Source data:
=== Section Start ===

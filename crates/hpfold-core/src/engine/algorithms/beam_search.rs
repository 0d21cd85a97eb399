use super::{FoldingAlgorithm, TaskProgress, finish, trivial_score};
use crate::core::models::chain::Chain;
use crate::core::models::direction::Direction;
use crate::core::models::sequence::Label;
use crate::core::scoring::BondScore;
use crate::core::scoring::fast::{fast_compute_bond_score, fast_validate_order};
use crate::engine::budget::SearchBudget;
use crate::engine::config::{BeamSearchConfig, SearchSettings};
use crate::engine::error::EngineError;
use crate::engine::progress::ProgressReporter;
use crate::engine::state::Solution;
use std::collections::VecDeque;
use tracing::{debug, info, instrument};

/// Partial orders bucketed by integer priority.
///
/// Pops always come from the highest non-empty bucket, first in first out.
#[derive(Debug, Default)]
pub(crate) struct StateQueue {
    buckets: Vec<VecDeque<Vec<Direction>>>,
    len: usize,
}

impl StateQueue {
    pub(crate) fn push(&mut self, order: Vec<Direction>, priority: usize) {
        if self.buckets.len() <= priority {
            self.buckets.resize_with(priority + 1, VecDeque::new);
        }
        self.buckets[priority].push_back(order);
        self.len += 1;
    }

    pub(crate) fn pop(&mut self) -> Option<Vec<Direction>> {
        while let Some(top) = self.buckets.last_mut() {
            if let Some(order) = top.pop_front() {
                self.len -= 1;
                return Some(order);
            }
            self.buckets.pop();
        }
        None
    }

    /// Discards entries from the lowest buckets until at most `width` remain.
    pub(crate) fn truncate(&mut self, width: usize) {
        for bucket in &mut self.buckets {
            while self.len > width {
                if bucket.pop_back().is_none() {
                    break;
                }
                self.len -= 1;
            }
            if self.len <= width {
                return;
            }
        }
    }

    pub(crate) fn len(&self) -> usize {
        self.len
    }
}

/// Best-first search over partial orders.
///
/// A partial order's priority is its bond strength so far, minus a depth
/// penalty of `floor(depth * scoring_param)`, floored at zero. Orders are
/// grown by every non-reversing direction that keeps them self-avoiding.
pub struct BeamSearch {
    settings: SearchSettings,
    config: BeamSearchConfig,
}

impl BeamSearch {
    pub fn new(settings: SearchSettings, config: BeamSearchConfig) -> Self {
        Self { settings, config }
    }

    fn priority(&self, labels: &[Label], order: &[Direction]) -> usize {
        let strength = fast_compute_bond_score(labels, order).strength() as i64;
        let penalty = (order.len() as f64 * self.config.scoring_param).floor() as i64;
        (strength - penalty).max(0) as usize
    }

    fn expand(&self, order: &[Direction]) -> Vec<Vec<Direction>> {
        let last = order.last().copied();
        self.settings
            .dimensions
            .directions()
            .iter()
            .filter(|&&d| Some(d.reverse()) != last)
            .map(|&d| {
                let mut next = order.to_vec();
                next.push(d);
                next
            })
            .filter(|next| fast_validate_order(next))
            .collect()
    }
}

impl FoldingAlgorithm for BeamSearch {
    fn name(&self) -> &'static str {
        "beam-search"
    }

    #[instrument(skip_all, name = "beam_search")]
    fn run(
        &mut self,
        chain: &mut Chain,
        reporter: &ProgressReporter,
    ) -> Result<BondScore, EngineError> {
        if let Some(score) = trivial_score(chain) {
            return Ok(score);
        }

        let labels = chain.labels().to_vec();
        let target = labels.len() - 1;
        info!(
            residues = labels.len(),
            max_iterations = self.config.max_iterations,
            scoring_param = self.config.scoring_param,
            beam_width = ?self.config.beam_width,
            "Starting beam search."
        );

        let mut best: Option<Solution> = None;
        let mut keep_if_best = |order: Vec<Direction>| {
            let score = fast_compute_bond_score(&labels, &order);
            if best.as_ref().is_none_or(|b| score < b.score) {
                debug!(score = score.value(), "New best fold.");
                best = Some(Solution::new(score, order));
            }
        };

        let mut queue = StateQueue::default();
        let root = vec![Direction::Right];
        if root.len() == target {
            keep_if_best(root);
        } else {
            queue.push(root, 0);
        }

        let mut budget = SearchBudget::new(Some(self.config.max_iterations), self.settings.time_limit);
        let mut progress = TaskProgress::start(reporter, self.config.max_iterations);
        while !budget.is_exhausted() {
            let Some(order) = queue.pop() else {
                break;
            };
            budget.tick();
            progress.tick();

            for next in self.expand(&order) {
                if next.len() == target {
                    keep_if_best(next);
                } else {
                    let priority = self.priority(&labels[..=next.len()], &next);
                    queue.push(next, priority);
                }
            }
            if let Some(width) = self.config.beam_width {
                queue.truncate(width);
            }
        }
        progress.finish();

        info!(
            iterations = budget.iterations(),
            queued = queue.len(),
            best = ?best.as_ref().map(|b| b.score.value()),
            "Beam search finished."
        );
        finish(chain, best.as_ref(), self.name())
    }
}
//! Heuristics that rank the candidate directions of a residue during search.
//!
//! A heuristic follows a fixed protocol: it is [`reset`](Heuristic::reset),
//! then [`run`](Heuristic::run) once per candidate on the chain as it would look
//! after taking that candidate, and finally [`interpret`](Heuristic::interpret)ed
//! into one normalized score per candidate, in run order. Higher is better.
//! [`HeuristicSet::rank`] drives this protocol for every registered heuristic
//! so callers cannot get the order wrong.

pub mod fold_amount;
pub mod hydrophobic_interaction;
pub mod minimise_dimensions;
pub mod potential;
pub mod potential_plus;

use crate::core::models::chain::{Chain, ChainError};
use crate::core::models::direction::Direction;
use crate::engine::config::{ConfigError, HeuristicConfig};
use serde::{Deserialize, Serialize};
use std::fmt;
use std::iter::Sum;
use std::ops::{Add, AddAssign};
use std::str::FromStr;

pub use fold_amount::FoldAmount;
pub use hydrophobic_interaction::HydrophobicInteraction;
pub use minimise_dimensions::MinimiseDimensions;
pub use potential::Potential;
pub use potential_plus::PotentialPlus;

/// Normalized desirability of a candidate. Higher is better; unrelated to [`BondScore`](crate::core::scoring::BondScore).
#[derive(Debug, Clone, Copy, PartialEq, PartialOrd, Default, Serialize, Deserialize)]
#[serde(transparent)]
pub struct HeuristicScore(pub f64);

impl HeuristicScore {
    pub const ZERO: HeuristicScore = HeuristicScore(0.0);

    pub fn value(self) -> f64 {
        self.0
    }
}

impl Add for HeuristicScore {
    type Output = HeuristicScore;

    fn add(self, rhs: HeuristicScore) -> HeuristicScore {
        HeuristicScore(self.0 + rhs.0)
    }
}

impl AddAssign for HeuristicScore {
    fn add_assign(&mut self, rhs: HeuristicScore) {
        self.0 += rhs.0;
    }
}

impl Sum for HeuristicScore {
    fn sum<I: Iterator<Item = HeuristicScore>>(iter: I) -> Self {
        iter.fold(HeuristicScore::ZERO, Add::add)
    }
}

pub trait Heuristic: Send {
    fn name(&self) -> &'static str;

    /// Forgets every value recorded since the last reset.
    fn reset(&mut self);

    /// Records a raw value for the chain in its current state.
    fn run(&mut self, chain: &Chain);

    /// Normalizes the recorded values, one score per `run` call.
    fn interpret(&self) -> Vec<HeuristicScore>;
}

#[derive(Debug, Clone, Copy, PartialEq, Eq, Hash, Serialize, Deserialize)]
#[serde(rename_all = "kebab-case")]
pub enum HeuristicKind {
    FoldAmount,
    MinimiseDimensions,
    Potential,
    PotentialPlus,
    HydrophobicInteraction,
}

impl HeuristicKind {
    pub const ALL: [HeuristicKind; 5] = [
        HeuristicKind::FoldAmount,
        HeuristicKind::MinimiseDimensions,
        HeuristicKind::Potential,
        HeuristicKind::PotentialPlus,
        HeuristicKind::HydrophobicInteraction,
    ];

    pub fn name(self) -> &'static str {
        match self {
            HeuristicKind::FoldAmount => "fold-amount",
            HeuristicKind::MinimiseDimensions => "minimise-dimensions",
            HeuristicKind::Potential => "potential",
            HeuristicKind::PotentialPlus => "potential-plus",
            HeuristicKind::HydrophobicInteraction => "hydrophobic-interaction",
        }
    }

    pub fn build(self, config: &HeuristicConfig) -> Box<dyn Heuristic> {
        match self {
            HeuristicKind::FoldAmount => Box::new(FoldAmount::new()),
            HeuristicKind::MinimiseDimensions => Box::new(MinimiseDimensions::new()),
            HeuristicKind::Potential => Box::new(Potential::new(config.potential_mult_factor)),
            HeuristicKind::PotentialPlus => Box::new(PotentialPlus::new()),
            HeuristicKind::HydrophobicInteraction => Box::new(HydrophobicInteraction::new()),
        }
    }
}

impl FromStr for HeuristicKind {
    type Err = ConfigError;

    fn from_str(s: &str) -> Result<Self, Self::Err> {
        let wanted = s.trim().to_ascii_lowercase().replace('_', "-");
        Self::ALL
            .into_iter()
            .find(|kind| kind.name() == wanted)
            .ok_or_else(|| ConfigError::InvalidParameter {
                name: "heuristic",
                reason: format!("unknown heuristic '{}'", s),
            })
    }
}

impl fmt::Display for HeuristicKind {
    fn fmt(&self, f: &mut fmt::Formatter<'_>) -> fmt::Result {
        f.write_str(self.name())
    }
}

#[derive(Debug, Clone, Copy, PartialEq)]
pub struct RankedDirection {
    pub direction: Direction,
    pub score: HeuristicScore,
}

#[derive(Default)]
pub struct HeuristicSet {
    heuristics: Vec<Box<dyn Heuristic>>,
}

impl HeuristicSet {
    pub fn new(heuristics: Vec<Box<dyn Heuristic>>) -> Self {
        Self { heuristics }
    }

    pub fn from_config(config: &HeuristicConfig) -> Self {
        Self::new(config.kinds.iter().map(|kind| kind.build(config)).collect())
    }

    pub fn is_empty(&self) -> bool {
        self.heuristics.is_empty()
    }

    pub fn len(&self) -> usize {
        self.heuristics.len()
    }

    pub fn names(&self) -> Vec<&'static str> {
        self.heuristics.iter().map(|h| h.name()).collect()
    }

    /// Orders `candidates` for residue `index`, best first.
    ///
    /// Each candidate is applied to the chain inside a transaction and every
    /// heuristic is run on the result. With `unghost` the whole chain is
    /// committed before the heuristics run, which is what a search over complete
    /// folds wants. The chain is left exactly as it was found. Candidates with
    /// equal combined scores keep their input order.
    pub fn rank(
        &mut self,
        chain: &mut Chain,
        index: usize,
        candidates: &[Direction],
        unghost: bool,
    ) -> Result<Vec<RankedDirection>, ChainError> {
        if self.heuristics.is_empty() {
            return Ok(candidates
                .iter()
                .map(|&direction| RankedDirection {
                    direction,
                    score: HeuristicScore::ZERO,
                })
                .collect());
        }

        for heuristic in &mut self.heuristics {
            heuristic.reset();
        }

        for &direction in candidates {
            let heuristics = &mut self.heuristics;
            chain.transaction(|chain| -> Result<(), ChainError> {
                chain.change_direction(index, direction, false)?;
                if unghost {
                    chain.collect_positions();
                }
                for heuristic in heuristics.iter_mut() {
                    heuristic.run(chain);
                }
                Ok(())
            })?;
        }

        let mut combined = vec![HeuristicScore::ZERO; candidates.len()];
        for heuristic in &self.heuristics {
            for (total, score) in combined.iter_mut().zip(heuristic.interpret()) {
                *total += score;
            }
        }

        let mut ranked: Vec<RankedDirection> = candidates
            .iter()
            .zip(combined)
            .map(|(&direction, score)| RankedDirection { direction, score })
            .collect();
        ranked.sort_by(|a, b| b.score.0.total_cmp(&a.score.0));
        Ok(ranked)
    }
}

/// Largest value, or `None` for an empty slice.
pub(crate) fn max_of(values: &[f64]) -> Option<f64> {
    values.iter().copied().reduce(f64::max)
}

pub(crate) fn min_of(values: &[f64]) -> Option<f64> {
    values.iter().copied().reduce(f64::min)
}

=== Section End ===

→ **Goal of the exercise**
Say, as a number only, how many lines of the data contain "reset".

→ **Answer for this exercise**
4